More storms like Hurricane Sandy could be in the East Coast’s future, potentially costing billions of dollars in damage and economic losses.

Peer-Reviewed Publication

AMERICAN GEOPHYSICAL UNION

Hurricane Sandy
IMAGE: HURRICANES ARE EXPECTED TO LINGER LONGER OVER THE COASTS, CAUSING MORE ECONOMIC DAMAGE, ACCORDING TO NEW RESEARCH PUBLISHED IN EARTH’S FUTURE. view more 
CREDIT: NASA GODDARD

WASHINGTON—By the late 21st century, northeastern U.S. cities will see worsening hurricane outcomes, with storms arriving more quickly but slowing down once they’ve made landfall. As storms linger longer over the East Coast, they will cause greater damage along the heavily populated corridor, according to a new study.

In the new study, climate scientist Andra Garner at Rowan University analyzed more than 35,000 computer-simulated storms.

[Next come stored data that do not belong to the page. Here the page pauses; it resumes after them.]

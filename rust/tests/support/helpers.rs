use std::sync::{Arc, Mutex};
use std::time::{Duration, Instant};

use hangouts_core::{AppConfig, AppObserver, AppState, AppUpdate, HangoutsApp, StorageKind};

pub fn wait_until(what: &str, timeout: Duration, f: impl FnMut() -> bool) {
    wait_until_with_poll(what, timeout, Duration::from_millis(20), f);
}

pub fn wait_until_with_poll(
    what: &str,
    timeout: Duration,
    poll: Duration,
    mut f: impl FnMut() -> bool,
) {
    let start = Instant::now();
    while start.elapsed() < timeout {
        if f() {
            return;
        }
        std::thread::sleep(poll);
    }
    panic!("{what}: condition not met within {timeout:?}");
}

pub fn write_config(data_dir: &str, ws_url: &str, lookup_url: &str) {
    let path = std::path::Path::new(data_dir).join(hangouts_core::CONFIG_FILE_NAME);
    let v = serde_json::json!({
        "disable_network": false,
        "ws_url": ws_url,
        "lookup_url": lookup_url,
        "storage": "sqlite",
    });
    std::fs::write(path, serde_json::to_vec(&v).unwrap()).unwrap();
}

pub fn online_config(ws_url: &str, lookup_url: &str) -> AppConfig {
    AppConfig {
        ws_url: Some(ws_url.to_string()),
        lookup_url: Some(lookup_url.to_string()),
        storage: Some(StorageKind::Sqlite),
        disable_network: Some(false),
    }
}

pub fn start_app(data_dir: &str, config: AppConfig) -> (Arc<HangoutsApp>, Collector) {
    let app = HangoutsApp::with_config(data_dir.to_string(), config);
    let collector = Collector::new();
    app.listen_for_updates(Box::new(collector.clone()));
    (app, collector)
}

#[derive(Clone)]
pub struct Collector(pub Arc<Mutex<Vec<AppUpdate>>>);

impl Collector {
    pub fn new() -> Self {
        Self(Arc::new(Mutex::new(Vec::new())))
    }

    pub fn revs(&self) -> Vec<u64> {
        self.0.lock().unwrap().iter().map(AppUpdate::rev).collect()
    }

    pub fn last_state(&self) -> Option<AppState> {
        self.0.lock().unwrap().last().map(|u| match u {
            AppUpdate::FullState(s) => s.clone(),
        })
    }

    pub fn last_toast(&self) -> Option<String> {
        self.last_state().and_then(|s| s.toast)
    }
}

impl AppObserver for Collector {
    fn on_update(&self, update: AppUpdate) {
        self.0.lock().unwrap().push(update);
    }
}
use std::collections::HashMap;
use std::io::{Read, Write};
use std::net::TcpListener;
use std::sync::mpsc;
use std::thread;

#[derive(Debug)]
pub struct CapturedRequest {
    pub method: String,
    pub path: String,
    pub headers: HashMap<String, String>,
    pub body: String,
}

impl CapturedRequest {
    /// Value of a query parameter on the request path, percent-decoding `%40` and `+`.
    pub fn query_param(&self, name: &str) -> Option<String> {
        let (_, query) = self.path.split_once('?')?;
        query.split('&').find_map(|pair| {
            let (key, value) = pair.split_once('=').unwrap_or((pair, ""));
            (key == name).then(|| value.replace('+', " ").replace("%40", "@"))
        })
    }

    pub fn route(&self) -> &str {
        self.path.split_once('?').map_or(&self.path, |(route, _)| route)
    }
}

/// A canned HTTP response served by [`spawn_scripted_server`].
#[derive(Debug, Clone)]
pub struct MockResponse {
    pub status_line: String,
    pub body: String,
}

impl MockResponse {
    pub fn new(status_line: &str, body: &str) -> Self {
        Self {
            status_line: status_line.to_string(),
            body: body.to_string(),
        }
    }

    pub fn ok(body: &str) -> Self {
        Self::new("200 OK", body)
    }

    pub fn not_found() -> Self {
        Self::new("404 Not Found", r#"{"error":"not found"}"#)
    }
}

/// Spawn a one-shot HTTP mock server that accepts a single request, captures it,
/// and responds with the given status line and body. Returns the base URL and a
/// receiver that yields the captured request.
pub fn spawn_one_shot_server(
    status_line: &str,
    response_body: &str,
) -> (String, mpsc::Receiver<CapturedRequest>) {
    spawn_scripted_server(vec![MockResponse::new(status_line, response_body)])
}

/// Spawn a mock server that answers one request per scripted response, in order,
/// closing each connection after responding. Useful for endpoint fallbacks where
/// the first call fails and the second succeeds.
pub fn spawn_scripted_server(
    responses: Vec<MockResponse>,
) -> (String, mpsc::Receiver<CapturedRequest>) {
    let listener = TcpListener::bind("127.0.0.1:0").expect("bind mock server");
    let addr = listener.local_addr().expect("read mock server addr");
    let (tx, rx) = mpsc::channel();

    thread::spawn(move || {
        for response in responses {
            let (mut stream, _) = listener.accept().expect("accept mock request");
            let req = read_http_request(&mut stream);
            // Keep serving even if the receiver is gone so the client does not hang.
            let _ = tx.send(req);

            let payload = format!(
                "HTTP/1.1 {}\r\ncontent-type: application/json\r\ncontent-length: {}\r\nconnection: close\r\n\r\n{}",
                response.status_line,
                response.body.len(),
                response.body
            );
            stream
                .write_all(payload.as_bytes())
                .expect("write mock response");
        }
    });

    (format!("http://{addr}"), rx)
}

fn read_http_request(stream: &mut std::net::TcpStream) -> CapturedRequest {
    let mut buf = Vec::new();
    let mut header_end = None;
    let mut content_length = 0usize;

    loop {
        let mut chunk = [0u8; 4096];
        let n = stream.read(&mut chunk).expect("read request bytes");
        if n == 0 {
            break;
        }
        buf.extend_from_slice(&chunk[..n]);
        if header_end.is_none() {
            header_end = buf
                .windows(4)
                .position(|window| window == b"\r\n\r\n")
                .map(|idx| idx + 4);
            if let Some(end) = header_end {
                let headers = String::from_utf8_lossy(&buf[..end]);
                for line in headers.lines() {
                    if let Some((key, value)) = line.split_once(':')
                        && key.eq_ignore_ascii_case("content-length")
                    {
                        content_length = value.trim().parse::<usize>().unwrap_or(0);
                    }
                }
            }
        }
        if let Some(end) = header_end
            && buf.len() >= end + content_length
        {
            break;
        }
    }

    let end = header_end.expect("request headers must be present");
    let headers_raw = String::from_utf8_lossy(&buf[..end]);
    let mut lines = headers_raw.lines();
    let request_line = lines.next().expect("request line");
    let mut parts = request_line.split_whitespace();
    let method = parts.next().expect("method").to_string();
    let path = parts.next().expect("path").to_string();
    let mut headers = HashMap::new();
    for line in lines {
        if line.trim().is_empty() {
            break;
        }
        if let Some((key, value)) = line.split_once(':') {
            headers.insert(key.trim().to_ascii_lowercase(), value.trim().to_string());
        }
    }
    let body = String::from_utf8(buf[end..end + content_length].to_vec()).expect("utf8 body");

    CapturedRequest {
        method,
        path,
        headers,
        body,
    }
}
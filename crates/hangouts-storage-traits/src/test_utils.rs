//! Fixtures shared by backend test suites

use crate::hangouts::types::{Hangout, HangoutState, Message};

/// A hangout with an email derived from the username
pub fn create_test_hangout(username: &str, state: HangoutState) -> Hangout {
    Hangout::new(username, state).with_email(format!("{username}@example.com"))
}

/// A message authored by `username`
pub fn create_test_message(username: &str, text: &str, timestamp: i64) -> Message {
    Message {
        text: text.to_string(),
        timestamp,
        username: username.to_string(),
    }
}
use std::path::Path;

use serde::{Deserialize, Serialize};

use super::AppCore;

const DEFAULT_WS_URL: &str = "ws://localhost:8080/hangouts";
const DEFAULT_LOOKUP_URL: &str = "http://localhost:8080";

pub const CONFIG_FILE_NAME: &str = "hangouts_config.json";

/// Which cache backend a session opens.
#[derive(Debug, Clone, Copy, Default, PartialEq, Eq, Serialize, Deserialize)]
#[serde(rename_all = "lowercase")]
pub enum StorageKind {
    #[default]
    Sqlite,
    Memory,
}

#[derive(Debug, Clone, Default, Serialize, Deserialize)]
#[serde(default)]
pub struct AppConfig {
    pub ws_url: Option<String>,
    pub lookup_url: Option<String>,
    pub storage: Option<StorageKind>,
    pub disable_network: Option<bool>,
}

impl AppConfig {
    pub fn ws_url(&self) -> &str {
        non_empty(self.ws_url.as_deref()).unwrap_or(DEFAULT_WS_URL)
    }

    pub fn lookup_url(&self) -> &str {
        non_empty(self.lookup_url.as_deref()).unwrap_or(DEFAULT_LOOKUP_URL)
    }

    pub fn storage(&self) -> StorageKind {
        self.storage.unwrap_or_default()
    }
}

fn non_empty(value: Option<&str>) -> Option<&str> {
    value.map(str::trim).filter(|s| !s.is_empty())
}

pub fn load_app_config(data_dir: &str) -> AppConfig {
    let path = Path::new(data_dir).join(CONFIG_FILE_NAME);
    let Ok(bytes) = std::fs::read(&path) else {
        return AppConfig::default();
    };
    match serde_json::from_slice::<AppConfig>(&bytes) {
        Ok(config) => config,
        Err(e) => {
            tracing::warn!(path = %path.display(), err = %e, "ignoring unreadable config");
            AppConfig::default()
        }
    }
}

pub fn default_app_config_json() -> String {
    let config = AppConfig {
        ws_url: Some(DEFAULT_WS_URL.to_string()),
        lookup_url: Some(DEFAULT_LOOKUP_URL.to_string()),
        storage: Some(StorageKind::Sqlite),
        disable_network: Some(false),
    };
    serde_json::to_string_pretty(&config).unwrap_or_else(|_| "{}".to_string())
}

impl AppCore {
    pub(super) fn network_enabled(&self) -> bool {
        // Used to keep Rust tests deterministic and offline.
        if let Some(disable) = self.config.disable_network {
            return !disable;
        }
        std::env::var("HANGOUTS_DISABLE_NETWORK").ok().as_deref() != Some("1")
    }
}
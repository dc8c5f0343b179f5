use std::path::Path;

use tracing_subscriber::prelude::*;

const DEFAULT_FILTER: &str = "hangouts_core=debug,hangouts_sqlite_storage=info,info";

/// Installs the global subscriber: stderr plus `<data_dir>/hangouts.log`.
///
/// `RUST_LOG` overrides the default filter. Safe to call more than once; only
/// the first call installs anything. The file layer is skipped when the data
/// dir is not writable.
pub fn init_logging(data_dir: &str) {
    let env_filter = tracing_subscriber::EnvFilter::try_from_default_env()
        .unwrap_or_else(|_| tracing_subscriber::EnvFilter::new(DEFAULT_FILTER));

    let log_path = Path::new(data_dir).join("hangouts.log");
    let _ = std::fs::create_dir_all(data_dir);
    let file_layer = std::fs::OpenOptions::new()
        .create(true)
        .append(true)
        .open(&log_path)
        .ok()
        .map(|file| {
            tracing_subscriber::fmt::layer()
                .with_writer(std::sync::Mutex::new(file))
                .with_ansi(false)
                .with_target(true)
        });

    let _ = tracing_subscriber::registry()
        .with(env_filter)
        .with(tracing_subscriber::fmt::layer().with_writer(std::io::stderr))
        .with(file_layer)
        .try_init();
}
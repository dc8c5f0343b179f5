use hangouts_storage_traits::{Command, Hangout, Message};
use serde::Serialize;

#[derive(Clone, Debug, PartialEq, Serialize)]
pub struct AppState {
    pub rev: u64,
    pub session: SessionState,
    pub transport: TransportStatus,
    pub presence: Presence,
    pub hangouts: HangoutsState,
    pub toast: Option<String>,
}

impl AppState {
    pub fn empty() -> Self {
        Self {
            rev: 0,
            session: SessionState::LoggedOut,
            transport: TransportStatus::Disconnected,
            presence: Presence::Offline,
            hangouts: HangoutsState::default(),
            toast: None,
        }
    }
}

#[derive(Clone, Debug, PartialEq, Eq, Serialize)]
#[serde(tag = "status", rename_all = "snake_case")]
pub enum SessionState {
    LoggedOut,
    LoggedIn {
        username: String,
        email: Option<String>,
    },
}

impl SessionState {
    pub fn username(&self) -> Option<&str> {
        match self {
            SessionState::LoggedOut => None,
            SessionState::LoggedIn { username, .. } => Some(username),
        }
    }
}

/// Lifecycle of the duplex channel of the current session.
///
/// `Disconnected -> Connecting -> Open -> Closed | Errored`. There is no
/// transition out of `Closed` or `Errored` until the next login.
#[derive(Clone, Copy, Debug, PartialEq, Eq, Serialize)]
#[serde(rename_all = "snake_case")]
pub enum TransportStatus {
    Disconnected,
    Connecting,
    Open,
    Closed,
    Errored,
}

impl TransportStatus {
    pub fn is_open(self) -> bool {
        matches!(self, TransportStatus::Open)
    }
}

#[derive(Clone, Copy, Debug, PartialEq, Eq, Serialize)]
#[serde(rename_all = "snake_case")]
pub enum Presence {
    Online,
    Offline,
}

/// Relationship store: everything the UI renders about peers.
///
/// Only [`crate::reduce`] produces new values of this type.
#[derive(Clone, Debug, Default, PartialEq, Eq, Serialize)]
#[serde(rename_all = "camelCase")]
pub struct HangoutsState {
    pub peers: Vec<Hangout>,
    pub filtered_peers: Vec<Hangout>,
    pub active_peer: Option<Hangout>,
    pub messages: Option<Vec<Message>>,
    pub search_term: String,
    pub lookup_results: Vec<Hangout>,
    pub is_loading: bool,
    pub last_error: Option<String>,
    pub pending_command: Option<PendingCommand>,
}

impl HangoutsState {
    pub fn peer(&self, username: &str) -> Option<&Hangout> {
        self.peers.iter().find(|h| h.username == username)
    }

    pub fn is_active(&self, username: &str) -> bool {
        self.active_peer
            .as_ref()
            .is_some_and(|h| h.username == username)
    }
}

/// Command sent and not yet answered by a state change for the same peer.
#[derive(Clone, Debug, PartialEq, Eq, Serialize)]
pub struct PendingCommand {
    pub command: Command,
    pub username: String,
}

pub(crate) fn now_millis() -> i64 {
    std::time::SystemTime::now()
        .duration_since(std::time::UNIX_EPOCH)
        .map(|d| d.as_millis() as i64)
        .unwrap_or(0)
}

To assess likely storm outcomes in the future, Garner and her collaborators compared where storms formed, how fast they moved and where they ended from the pre-industrial period through the end of the 21st century.

The researchers found that future East Coast hurricanes will likely cause greater damage than storms of the past. The research predicted that a greater number of future hurricanes will form near the East Coast, and those storms will reach the Northeast corridor more quickly. The simulated storms slow to a crawl as they approach the East Coast, allowing them to produce more wind, rain, floods, and related damage in the Northeast region. The longest-lived tropical storms are predicted to be twice as long as storms today.

The study was published in Earth’s Future, which publishes interdisciplinary research on the past, present and future of our planet and its inhabitants.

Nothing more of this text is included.